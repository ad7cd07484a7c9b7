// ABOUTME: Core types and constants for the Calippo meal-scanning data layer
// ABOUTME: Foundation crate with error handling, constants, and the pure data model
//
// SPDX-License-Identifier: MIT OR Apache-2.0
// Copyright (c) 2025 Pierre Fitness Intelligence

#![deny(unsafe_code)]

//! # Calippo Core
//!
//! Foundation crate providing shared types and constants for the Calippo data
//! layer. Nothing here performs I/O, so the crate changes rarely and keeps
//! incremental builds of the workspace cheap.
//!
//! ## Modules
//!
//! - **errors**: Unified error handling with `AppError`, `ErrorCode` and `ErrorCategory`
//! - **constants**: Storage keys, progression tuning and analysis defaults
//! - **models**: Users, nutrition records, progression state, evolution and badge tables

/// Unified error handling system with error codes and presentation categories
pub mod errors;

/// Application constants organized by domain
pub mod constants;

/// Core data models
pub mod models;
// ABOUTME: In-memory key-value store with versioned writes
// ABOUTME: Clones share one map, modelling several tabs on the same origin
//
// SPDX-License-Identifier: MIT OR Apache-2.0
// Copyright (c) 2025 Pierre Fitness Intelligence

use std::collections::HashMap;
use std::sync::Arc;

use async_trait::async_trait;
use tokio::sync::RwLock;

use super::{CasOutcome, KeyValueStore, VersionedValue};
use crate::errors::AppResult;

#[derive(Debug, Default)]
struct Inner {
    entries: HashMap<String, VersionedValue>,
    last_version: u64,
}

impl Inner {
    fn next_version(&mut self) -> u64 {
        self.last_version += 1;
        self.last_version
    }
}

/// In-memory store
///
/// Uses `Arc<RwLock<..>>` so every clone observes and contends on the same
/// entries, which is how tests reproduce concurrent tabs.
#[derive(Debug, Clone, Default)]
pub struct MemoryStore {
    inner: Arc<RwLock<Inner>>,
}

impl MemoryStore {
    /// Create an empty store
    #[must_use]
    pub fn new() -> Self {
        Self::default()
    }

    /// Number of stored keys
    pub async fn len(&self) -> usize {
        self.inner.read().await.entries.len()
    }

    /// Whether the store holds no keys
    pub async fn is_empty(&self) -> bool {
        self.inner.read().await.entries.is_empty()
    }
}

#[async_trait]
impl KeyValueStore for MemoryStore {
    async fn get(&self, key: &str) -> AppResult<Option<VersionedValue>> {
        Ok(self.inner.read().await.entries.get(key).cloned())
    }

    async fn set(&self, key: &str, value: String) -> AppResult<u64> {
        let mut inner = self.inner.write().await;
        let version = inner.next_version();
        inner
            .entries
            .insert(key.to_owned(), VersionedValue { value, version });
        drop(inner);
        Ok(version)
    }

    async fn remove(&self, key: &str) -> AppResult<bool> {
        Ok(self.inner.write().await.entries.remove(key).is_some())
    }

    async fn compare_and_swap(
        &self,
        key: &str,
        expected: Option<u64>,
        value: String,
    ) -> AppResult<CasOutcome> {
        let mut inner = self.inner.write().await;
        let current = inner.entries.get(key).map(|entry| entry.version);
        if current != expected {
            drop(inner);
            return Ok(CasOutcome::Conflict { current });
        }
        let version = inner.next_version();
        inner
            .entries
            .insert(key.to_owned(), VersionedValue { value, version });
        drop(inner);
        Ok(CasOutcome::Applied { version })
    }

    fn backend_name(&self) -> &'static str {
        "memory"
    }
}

------------------------------

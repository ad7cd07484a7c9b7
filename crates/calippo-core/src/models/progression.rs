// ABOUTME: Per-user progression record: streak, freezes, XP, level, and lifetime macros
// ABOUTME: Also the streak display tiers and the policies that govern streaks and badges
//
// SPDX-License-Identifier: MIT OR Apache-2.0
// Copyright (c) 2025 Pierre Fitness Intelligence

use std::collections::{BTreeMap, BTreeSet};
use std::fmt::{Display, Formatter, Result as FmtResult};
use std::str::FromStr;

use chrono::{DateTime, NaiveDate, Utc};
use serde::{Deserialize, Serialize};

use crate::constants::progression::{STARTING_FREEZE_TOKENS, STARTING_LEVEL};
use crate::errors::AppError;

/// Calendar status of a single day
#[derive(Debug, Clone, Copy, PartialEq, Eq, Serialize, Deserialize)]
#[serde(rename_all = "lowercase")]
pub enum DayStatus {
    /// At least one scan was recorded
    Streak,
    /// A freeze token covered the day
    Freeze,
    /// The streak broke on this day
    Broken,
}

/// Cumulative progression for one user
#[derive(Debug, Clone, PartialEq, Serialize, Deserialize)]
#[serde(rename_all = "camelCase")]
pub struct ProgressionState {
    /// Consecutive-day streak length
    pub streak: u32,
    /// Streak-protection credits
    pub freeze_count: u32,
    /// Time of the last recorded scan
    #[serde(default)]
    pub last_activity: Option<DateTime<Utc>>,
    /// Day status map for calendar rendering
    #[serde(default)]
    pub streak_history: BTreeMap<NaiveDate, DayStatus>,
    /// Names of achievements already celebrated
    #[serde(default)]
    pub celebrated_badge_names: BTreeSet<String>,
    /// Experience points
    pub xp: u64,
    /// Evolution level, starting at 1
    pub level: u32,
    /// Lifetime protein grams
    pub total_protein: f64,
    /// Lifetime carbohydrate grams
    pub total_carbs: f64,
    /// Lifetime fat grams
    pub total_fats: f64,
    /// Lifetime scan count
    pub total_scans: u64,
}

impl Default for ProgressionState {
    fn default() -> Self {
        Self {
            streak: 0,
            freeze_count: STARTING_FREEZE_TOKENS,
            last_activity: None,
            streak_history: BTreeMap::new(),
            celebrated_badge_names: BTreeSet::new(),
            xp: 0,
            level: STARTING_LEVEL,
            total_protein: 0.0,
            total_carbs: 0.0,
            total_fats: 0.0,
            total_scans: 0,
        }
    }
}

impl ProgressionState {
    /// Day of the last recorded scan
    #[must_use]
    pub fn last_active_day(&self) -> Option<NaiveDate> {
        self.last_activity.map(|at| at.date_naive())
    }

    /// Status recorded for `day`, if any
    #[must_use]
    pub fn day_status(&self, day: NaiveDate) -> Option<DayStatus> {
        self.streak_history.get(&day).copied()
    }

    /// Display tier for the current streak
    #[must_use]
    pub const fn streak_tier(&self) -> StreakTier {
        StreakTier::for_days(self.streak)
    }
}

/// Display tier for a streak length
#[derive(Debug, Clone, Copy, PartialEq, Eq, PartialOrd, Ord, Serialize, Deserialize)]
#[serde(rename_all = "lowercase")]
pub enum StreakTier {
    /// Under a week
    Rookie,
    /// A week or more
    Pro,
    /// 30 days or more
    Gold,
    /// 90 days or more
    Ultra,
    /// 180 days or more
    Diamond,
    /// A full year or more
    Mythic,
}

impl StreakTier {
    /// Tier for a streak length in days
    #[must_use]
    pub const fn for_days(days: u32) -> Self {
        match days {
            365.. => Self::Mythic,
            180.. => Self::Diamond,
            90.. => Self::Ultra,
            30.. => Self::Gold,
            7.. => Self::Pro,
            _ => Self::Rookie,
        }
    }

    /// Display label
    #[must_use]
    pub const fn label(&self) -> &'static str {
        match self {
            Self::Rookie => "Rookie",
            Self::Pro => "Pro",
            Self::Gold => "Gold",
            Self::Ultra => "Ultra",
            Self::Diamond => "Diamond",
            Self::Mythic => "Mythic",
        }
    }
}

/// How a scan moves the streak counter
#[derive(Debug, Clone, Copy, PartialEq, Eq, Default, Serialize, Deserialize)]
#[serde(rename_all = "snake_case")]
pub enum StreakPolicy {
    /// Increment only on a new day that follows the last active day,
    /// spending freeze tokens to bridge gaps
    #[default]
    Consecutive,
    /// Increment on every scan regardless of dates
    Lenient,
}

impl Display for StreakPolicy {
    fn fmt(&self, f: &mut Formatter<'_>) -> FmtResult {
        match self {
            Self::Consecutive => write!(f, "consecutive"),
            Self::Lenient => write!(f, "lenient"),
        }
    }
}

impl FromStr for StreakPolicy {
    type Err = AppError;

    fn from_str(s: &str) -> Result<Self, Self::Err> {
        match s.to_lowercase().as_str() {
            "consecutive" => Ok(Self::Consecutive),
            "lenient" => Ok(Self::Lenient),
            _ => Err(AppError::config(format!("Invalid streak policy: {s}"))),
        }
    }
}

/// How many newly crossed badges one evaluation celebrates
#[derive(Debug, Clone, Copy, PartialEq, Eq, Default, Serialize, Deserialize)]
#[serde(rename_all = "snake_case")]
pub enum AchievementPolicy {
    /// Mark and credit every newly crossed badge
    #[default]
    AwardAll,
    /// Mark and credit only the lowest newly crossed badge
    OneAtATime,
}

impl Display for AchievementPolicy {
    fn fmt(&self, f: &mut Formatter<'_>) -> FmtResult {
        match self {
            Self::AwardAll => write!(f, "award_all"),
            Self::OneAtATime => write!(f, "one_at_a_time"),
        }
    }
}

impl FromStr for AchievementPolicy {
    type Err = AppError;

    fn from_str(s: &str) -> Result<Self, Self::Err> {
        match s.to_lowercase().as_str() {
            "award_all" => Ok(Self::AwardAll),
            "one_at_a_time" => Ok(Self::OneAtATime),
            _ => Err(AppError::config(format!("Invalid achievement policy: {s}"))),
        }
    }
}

------------------------------

→ How to complete this task: Search the preceding listing for "data", then copy every line that holds it.

→ The answer:
// ABOUTME: Core types and constants for the Calippo meal-scanning data layer
// ABOUTME: Foundation crate with error handling, constants, and the pure data model
//! Foundation crate providing shared types and constants for the Calippo data
/// Core data models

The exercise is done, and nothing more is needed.